Arena bomb inquiry: GMP ‘not compliant’ with officer first aid training in 2017
Greater Manchester Police was not providing the recommended hours of first aid training to its officers at the time of the Manchester Arena attack, the public inquiry into the atrocity was told.
The inquiry also heard that a new national triage system for medics and emergency services personnel to assess casualties with has been developed in the wake of the atrocity.
Paul Greaney QC, counsel to the inquiry, said Tuesday marked the end of evidence concerning ‘the deeply complex and highly important issue of the adequacy of the emergency services response on the night of the Arena attack’.
Mr Greaney said between 2014 and 2020, GMP was ‘not in compliance’ with the licensing requirements of the College of Policing’s ‘first aid learning programme’ – FALP.
He said GMP was ‘not the only force’ found to be non compliant.
Assistant chief constable Iain Raphael, a director for operational standards at the College of Policing, said the issue was ‘highlighted to GMP on a number of occasions’, but a ‘locally-assessed policy decision’ had been made.
GMP temporary assistant chief constable Wasim Chaudhry said it was a ‘deliberate decision’ to provide six hours of training on the first aid skills course, rather than the nine recommended by the Health and Safety Executive.

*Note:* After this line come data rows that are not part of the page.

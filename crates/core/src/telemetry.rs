// Telemetry Module
//
// Structured logging for cellarclub processes:
// - `TelemetryConfig::from_env` reads the service name and log filter
// - `init_telemetry` installs a tracing-subscriber fmt layer behind an EnvFilter
// - `session_span` scopes everything one principal session logs

use tracing_subscriber::{layer::SubscriberExt, util::SubscriberInitExt, EnvFilter, Layer};
use uuid::Uuid;

/// Configuration for logging
#[derive(Debug, Clone)]
pub struct TelemetryConfig {
    /// Service name recorded on startup
    pub service_name: String,
    /// Whether to enable console logging
    pub enable_console: bool,
    /// Whether to emit ANSI colors
    pub ansi: bool,
    /// Log filter (e.g., "info", "debug", "cellarclub_core=debug")
    pub log_filter: Option<String>,
}

impl Default for TelemetryConfig {
    fn default() -> Self {
        Self {
            service_name: "cellarclub".to_string(),
            enable_console: true,
            ansi: true,
            log_filter: None,
        }
    }
}

impl TelemetryConfig {
    /// Create configuration from environment variables
    ///
    /// Environment variables:
    /// - `CELLARCLUB_SERVICE_NAME`: Service name (default: "cellarclub")
    /// - `RUST_LOG` or `LOG_LEVEL`: Log filter
    /// - `NO_COLOR`: Disable ANSI colors when set
    pub fn from_env() -> Self {
        Self {
            service_name: std::env::var("CELLARCLUB_SERVICE_NAME")
                .unwrap_or_else(|_| "cellarclub".to_string()),
            enable_console: true,
            ansi: std::env::var_os("NO_COLOR").is_none(),
            log_filter: std::env::var("RUST_LOG")
                .ok()
                .or_else(|| std::env::var("LOG_LEVEL").ok()),
        }
    }

    pub fn with_log_filter(mut self, filter: impl Into<String>) -> Self {
        self.log_filter = Some(filter.into());
        self
    }

    fn filter(&self) -> EnvFilter {
        self.log_filter
            .as_ref()
            .and_then(|f| EnvFilter::try_new(f).ok())
            .unwrap_or_else(|| EnvFilter::new("info"))
    }
}

/// Guard that flushes a shutdown line when dropped
pub struct TelemetryGuard {
    service_name: String,
    installed: bool,
}

impl TelemetryGuard {
    /// False when another subscriber was already installed
    pub fn is_installed(&self) -> bool {
        self.installed
    }
}

impl Drop for TelemetryGuard {
    fn drop(&mut self) {
        if self.installed {
            tracing::debug!(service = %self.service_name, "Telemetry shut down");
        }
    }
}

/// Initialize logging with the given configuration
///
/// Returns a guard; keep it alive for the lifetime of the process.
///
/// # Example
///
/// ```ignore
/// use cellarclub_core::telemetry::{init_telemetry, TelemetryConfig};
///
/// #[tokio::main]
/// async fn main() {
///     let _guard = init_telemetry(TelemetryConfig::from_env());
///     // ... your application code
/// }
/// ```
pub fn init_telemetry(config: TelemetryConfig) -> TelemetryGuard {
    let console_layer = if config.enable_console {
        Some(
            tracing_subscriber::fmt::layer()
                .with_target(true)
                .with_ansi(config.ansi)
                .with_writer(std::io::stderr)
                .with_filter(config.filter()),
        )
    } else {
        None
    };

    let installed = tracing_subscriber::registry()
        .with(console_layer)
        .try_init()
        .is_ok();

    if installed {
        tracing::debug!(service = %config.service_name, "Telemetry initialized");
    }

    TelemetryGuard {
        service_name: config.service_name,
        installed,
    }
}

/// Span wrapping everything one principal session does
pub fn session_span(principal: Uuid) -> tracing::Span {
    tracing::info_span!("notification_session", user_id = %principal)
}

#[cfg(test)]
mod tests {
    use super::*;

    #[test]
    fn test_config_defaults() {
        let config = TelemetryConfig::default();
        assert_eq!(config.service_name, "cellarclub");
        assert!(config.enable_console);
        assert!(config.log_filter.is_none());
    }

    #[test]
    fn test_invalid_filter_falls_back_to_info() {
        let config = TelemetryConfig::default().with_log_filter("cellarclub=verbose");
        assert_eq!(config.filter().to_string(), "info");
    }

    #[test]
    fn test_second_init_is_harmless() {
        let _first = init_telemetry(TelemetryConfig::default());
        let second = init_telemetry(TelemetryConfig::default());
        assert!(!second.is_installed());
    }
}
impl InMemoryNotificationStore {
    /// Create a new in-memory store
    pub fn new() -> Self {
        Self::with_feed_buffer(256)
    }

    pub fn with_feed_buffer(feed_buffer: usize) -> Self {
        Self {
            inner: Arc::new(Inner {
                rows: RwLock::new(Vec::new()),
                subscribers: Mutex::new(Vec::new()),
                failures: Failures::default(),
                calls: Calls::default(),
                feed_buffer: feed_buffer.max(1),
            }),
        }
    }

    /// Pre-populate rows without publishing events (history before login)
    pub fn seed(&self, notifications: Vec<Notification>) {
        self.inner.rows.write().extend(notifications);
    }

    /// Insert a row and publish it
    pub async fn insert(&self, notification: Notification) {
        self.inner.rows.write().push(notification.clone());
        self.publish(ChangeEvent::Insert {
            record: notification,
        })
        .await;
    }

    /// Insert one row per recipient
    pub async fn send_to_users(
        &self,
        draft: &NotificationDraft,
        user_ids: &[Uuid],
    ) -> Vec<Notification> {
        let mut created = Vec::with_capacity(user_ids.len());
        for user_id in user_ids {
            let notification = Notification::from_draft(*user_id, draft);
            self.insert(notification.clone()).await;
            created.push(notification);
        }
        created
    }

    /// Overwrite a row (e.g. read-state changed on another device) and publish it
    pub async fn update(&self, notification: Notification) -> Result<(), StoreError> {
        {
            let mut rows = self.inner.rows.write();
            let row = rows
                .iter_mut()
                .find(|n| n.id == notification.id)
                .ok_or(StoreError::NotFound(notification.id))?;
            *row = notification.clone();
        }
        self.publish(ChangeEvent::Update {
            record: notification,
        })
        .await;
        Ok(())
    }

    /// Delete a row from outside the session and publish it
    pub async fn remove(&self, id: Uuid) -> Option<Notification> {
        let removed = {
            let mut rows = self.inner.rows.write();
            let index = rows.iter().position(|n| n.id == id)?;
            rows.remove(index)
        };
        self.publish(ChangeEvent::Delete {
            id,
            user_id: removed.user_id,
        })
        .await;
        Some(removed)
    }

    /// Retention sweep: drop rows created before `cutoff`
    pub async fn prune_older_than(&self, cutoff: DateTime<Utc>) -> usize {
        let expired: Vec<Notification> = {
            let mut rows = self.inner.rows.write();
            let (expired, kept): (Vec<_>, Vec<_>) =
                rows.drain(..).partition(|n| n.created_at < cutoff);
            *rows = kept;
            expired
        };
        for n in &expired {
            self.publish(ChangeEvent::Delete {
                id: n.id,
                user_id: n.user_id,
            })
            .await;
        }
        expired.len()
    }

    /// Deliver an event to every live subscriber of its owner
    ///
    /// Public so tests can simulate at-least-once redelivery.
    pub async fn publish(&self, event: ChangeEvent) {
        let targets: Vec<mpsc::Sender<ChangeEvent>> = {
            let mut subscribers = self.inner.subscribers.lock();
            subscribers.retain(|s| !s.cancel.is_cancelled() && !s.tx.is_closed());
            subscribers
                .iter()
                .filter(|s| s.user_id == event.user_id())
                .map(|s| s.tx.clone())
                .collect()
        };
        for tx in targets {
            if tx.send(event.clone()).await.is_err() {
                tracing::debug!(id = %event.id(), "Subscriber went away before delivery");
            }
        }
    }

    /// Rows of a user, newest first
    pub fn rows_for(&self, user_id: Uuid) -> Vec<Notification> {
        let mut rows: Vec<Notification> = self
            .inner
            .rows
            .read()
            .iter()
            .filter(|n| n.user_id == user_id)
            .cloned()
            .collect();
        rows.sort_by(|a, b| b.created_at.cmp(&a.created_at));
        rows
    }

    pub fn len(&self) -> usize {
        self.inner.rows.read().len()
    }

    pub fn is_empty(&self) -> bool {
        self.inner.rows.read().is_empty()
    }

    /// Live subscriptions (cancelled ones are not counted)
    pub fn subscriber_count(&self) -> usize {
        self.inner
            .subscribers
            .lock()
            .iter()
            .filter(|s| !s.cancel.is_cancelled() && !s.tx.is_closed())
            .count()
    }

    /// Drop every subscriber's sender, as a lost feed connection would
    pub fn close_feed(&self) {
        self.inner.subscribers.lock().clear();
    }

    pub fn fail_fetch(&self, fail: bool) {
        self.inner.failures.fetch.store(fail, Ordering::SeqCst);
    }

    pub fn fail_mutations(&self, fail: bool) {
        self.inner.failures.mutations.store(fail, Ordering::SeqCst);
    }

    pub fn fail_subscribe(&self, fail: bool) {
        self.inner.failures.subscribe.store(fail, Ordering::SeqCst);
    }

    pub fn fetch_calls(&self) -> usize {
        self.inner.calls.fetch.load(Ordering::SeqCst)
    }

    pub fn mark_read_calls(&self) -> usize {
        self.inner.calls.mark_read.load(Ordering::SeqCst)
    }

    pub fn mark_all_read_calls(&self) -> usize {
        self.inner.calls.mark_all_read.load(Ordering::SeqCst)
    }

    pub fn delete_calls(&self) -> usize {
        self.inner.calls.delete.load(Ordering::SeqCst)
    }

    fn check_mutation(&self) -> Result<(), StoreError> {
        if self.inner.failures.mutations.load(Ordering::SeqCst) {
            return Err(StoreError::Unavailable("injected mutation failure".into()));
        }
        Ok(())
    }
}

Giving evidence, he said they were not compliant with just ‘module two’ of FALP.
He agreed GMP’s approach was ‘always in accordance with the relevant legislation’, but was a ‘departure from the recommended time scales only’.
Matters that were ‘mandated to be trained, were trained’, Mr Chaudhry added.
He said it was ‘a continuation of the training programme that had been taking place prior to 2013’.
Mr Chaudhry said the force was now ‘fully compliant’ and all GMP officers were trained in tourniquet use, with further ‘expanded’ first aid training expected later this year.
Asked if the additional training had been introduced as a result of evidence heard at the inquiry, he said: “Yes it has.
“From this inquiry and feedback through this inquiry from our staff in relation to the situation that they faced on the night.”
The inquiry has heard many responding frontline police officers felt they didn’t have a suitable level of first aid training to treat casualties on the night.
Mr Raphael said training recommendations for all forces were now set to be changed to include first responder interventions, such as actions to stop catastrophic bleeding and open airways.
The new triage system would have a specific focus on stemming catastrophic bleeds, opening airways and recognising ‘penetrating trauma to the torso’.
The inquiry heard the so-called ‘early scene triage tool’ would be ‘equally applicable’ to any police medic, police officer, first-aider or firefighter to help triage patients and ‘sort out those who need a higher level of care’.
Philip Cowburn, a medical adviser to the National Ambulance Resilience Unit, said his ‘hope and expectation’ was it would be ‘applied consistently across the emergency services’.
Sign-off from NHS England, he said, was expected in March, followed by periods of training and ‘roll-out’.
The system was described as ‘a simple to use triage system’ that enables emergency services personnel to recognise people who ‘need first responder interventions’.
He said clinicians had voiced concerns that some triage ‘tools’ were ‘quite slow and cumbersome’.
“What we needed was something that was very rapidly deployable, particularly when clinicians are under an immense amount of pressure,” he said.
“It will have a focus on dealing with catastrophic haemorrhage and a recognition that penetrating trauma to the torso – there is a high chance that you will have internal bleeding.”
He said there was agreement with NHS England – and ‘tacit agreement’ with police clinical governance teams.
“What I would like to have is support from our fire and rescue colleagues so that it applies to them,” Mr Cowburn added.
“If we have that we have something that is truly multi-denominational that anybody can use.
“That means there will be definite clarity of who are the high-risk patients that everybody will understand.”
Lt Col Claire Park, a consultant in pre-hospital care, said police officers or any first responder wouldn’t be ‘pronouncing anyone dead’.
She said: “We just want to enable them to have a framework to approach those multiple patients and do the things that are most likely to save someone’s life.
“One of the elements of this triage system would be to identify someone who has that injury as a priority for evacuation, because those are the patients that nobody really can do anything for at scene.”
Mr Greaney said the inquiry’s ‘oral evidence hearings’ would now be adjourned until February 14.
He said: “Over the course of this part of the hearings we have heard evidence of great heroism by a large number of individuals who responded to this outrage.
“We have heard directly the extremely effecting evidence from some of the survivors – and those who helped them – about their harrowing experiences on the night.
“Most powerfully, we have heard the extraordinary and moving evidence of the experience of each of those who died. They were unique and special people.”
The Arena bombing by Salman Abedi after an Ariana Grande concert on May 22, 2017, claimed 22 lives.
A total of 63 people were seriously injured and 111 hospitalised.